→ **DATA UNDER STUDY**:
----

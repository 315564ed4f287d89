//! 科目实体

use sea_orm::entity::prelude::*;

#[derive(Clone, Debug, PartialEq, DeriveEntityModel)]
#[sea_orm(table_name = "subjects")]
pub struct Model {
    #[sea_orm(primary_key)]
    pub id: i64,
    #[sea_orm(unique)]
    pub name: String,
    #[sea_orm(column_type = "Text", nullable)]
    pub description: Option<String>,
    pub status: String,
    pub created_at: i64,
    pub updated_at: i64,
}

#[derive(Copy, Clone, Debug, EnumIter, DeriveRelation)]
pub enum Relation {
    #[sea_orm(has_many = "super::class_subjects::Entity")]
    ClassSubjects,
    #[sea_orm(has_many = "super::teacher_subjects::Entity")]
    TeacherSubjects,
    #[sea_orm(has_many = "super::weekly_lessons::Entity")]
    WeeklyLessons,
}

impl ActiveModelBehavior for ActiveModel {}

impl Model {
    pub fn into_subject(self) -> crate::models::subjects::entities::Subject {
        use crate::models::subjects::entities::{Subject, SubjectStatus};
        use chrono::{DateTime, Utc};

        Subject {
            id: self.id,
            name: self.name,
            description: self.description,
            status: self
                .status
                .parse::<SubjectStatus>()
                .unwrap_or(SubjectStatus::Active),
            created_at: DateTime::<Utc>::from_timestamp(self.created_at, 0).unwrap_or_default(),
            updated_at: DateTime::<Utc>::from_timestamp(self.updated_at, 0).unwrap_or_default(),
        }
    }
}
//! 班级-学生关联实体

use sea_orm::entity::prelude::*;

#[derive(Clone, Debug, PartialEq, DeriveEntityModel)]
#[sea_orm(table_name = "class_students")]
pub struct Model {
    #[sea_orm(primary_key)]
    pub id: i64,
    pub class_id: i64,
    pub student_id: i64,
    pub created_at: i64,
}

#[derive(Copy, Clone, Debug, EnumIter, DeriveRelation)]
pub enum Relation {
    #[sea_orm(
        belongs_to = "super::classes::Entity",
        from = "Column::ClassId",
        to = "super::classes::Column::Id"
    )]
    Class,
    #[sea_orm(
        belongs_to = "super::students::Entity",
        from = "Column::StudentId",
        to = "super::students::Column::Id"
    )]
    Student,
}

impl Related<super::classes::Entity> for Entity {
    fn to() -> RelationDef {
        Relation::Class.def()
    }
}

impl ActiveModelBehavior for ActiveModel {}
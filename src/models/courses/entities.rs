use serde::{Deserialize, Serialize};

use crate::string_enum;

string_enum! {
    CourseStatus {
        Active => "active",
        Inactive => "inactive",
    }
}

string_enum! {
    // 课时内容类型
    LessonKind {
        Video => "video",
        Text => "text",
    }
}

// 媒体托管上的资源引用
#[derive(Debug, Clone, PartialEq, Serialize, Deserialize)]
pub struct MediaAssetRef {
    pub url: String,
    pub public_id: String,
}

// 课时：视频课时的 content 是媒体 URL，文本课时的 content 是正文
#[derive(Debug, Clone, PartialEq, Serialize, Deserialize)]
pub struct CourseLesson {
    pub kind: LessonKind,
    pub title: String,
    pub content: String,
    #[serde(default)]
    pub duration_minutes: i32,
    pub position: i32,
}

#[derive(Debug, Clone, PartialEq, Serialize, Deserialize)]
pub struct CourseChapter {
    pub title: String,
    pub position: i32,
    #[serde(default)]
    pub locked: bool,
    #[serde(default)]
    pub admin_locked: bool,
    #[serde(default)]
    pub lessons: Vec<CourseLesson>,
}

#[derive(Debug, Clone, Serialize, Deserialize)]
pub struct Course {
    pub id: i64,
    pub title: String,
    pub description: Option<String>,
    pub subject_id: i64,
    pub teacher_id: i64,
    pub cover: Option<MediaAssetRef>,
    pub chapters: Vec<CourseChapter>,
    pub status: CourseStatus,
    pub admin_locked: bool,
    pub created_at: chrono::DateTime<chrono::Utc>,
    pub updated_at: chrono::DateTime<chrono::Utc>,
}

impl Course {
    /// 课程内的课时总数（视频 + 文本）
    pub fn total_lessons(&self) -> usize {
        self.chapters.iter().map(|c| c.lessons.len()).sum()
    }
}

#[cfg(test)]
mod tests {
    use super::*;

    #[test]
    fn test_chapter_json_roundtrip() {
        let json = r#"[{"title":"Intro","position":1,"lessons":[
            {"kind":"video","title":"Welcome","content":"https://media.example/v.mp4","duration_minutes":5,"position":1},
            {"kind":"text","title":"Reading","content":"Once upon a time","position":2}
        ]}]"#;
        let chapters: Vec<CourseChapter> = serde_json::from_str(json).unwrap();
        assert_eq!(chapters[0].lessons.len(), 2);
        assert_eq!(chapters[0].lessons[1].duration_minutes, 0);
        assert!(!chapters[0].locked);
    }
}
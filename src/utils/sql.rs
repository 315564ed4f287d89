/// 转义 LIKE 模式中的通配符
pub fn escape_like_pattern(input: &str) -> String {
    input
        .replace('\\', "\\\\")
        .replace('%', "\\%")
        .replace('_', "\\_")
}

#[cfg(test)]
mod tests {
    use super::*;

    #[test]
    fn test_escape_like_pattern() {
        assert_eq!(escape_like_pattern("abc"), "abc");
        assert_eq!(escape_like_pattern("a%b_c"), "a\\%b\\_c");
        assert_eq!(escape_like_pattern("a\\b"), "a\\\\b");
    }
}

----

→ **WHAT TO PRODUCE**:
Go through the material and report each line that holds the string "DateTime".

→ **WRITTEN SOLUTION**:
        use chrono::{DateTime, Utc};
            created_at: DateTime::<Utc>::from_timestamp(self.created_at, 0).unwrap_or_default(),
            updated_at: DateTime::<Utc>::from_timestamp(self.updated_at, 0).unwrap_or_default(),
    pub created_at: chrono::DateTime<chrono::Utc>,
    pub updated_at: chrono::DateTime<chrono::Utc>,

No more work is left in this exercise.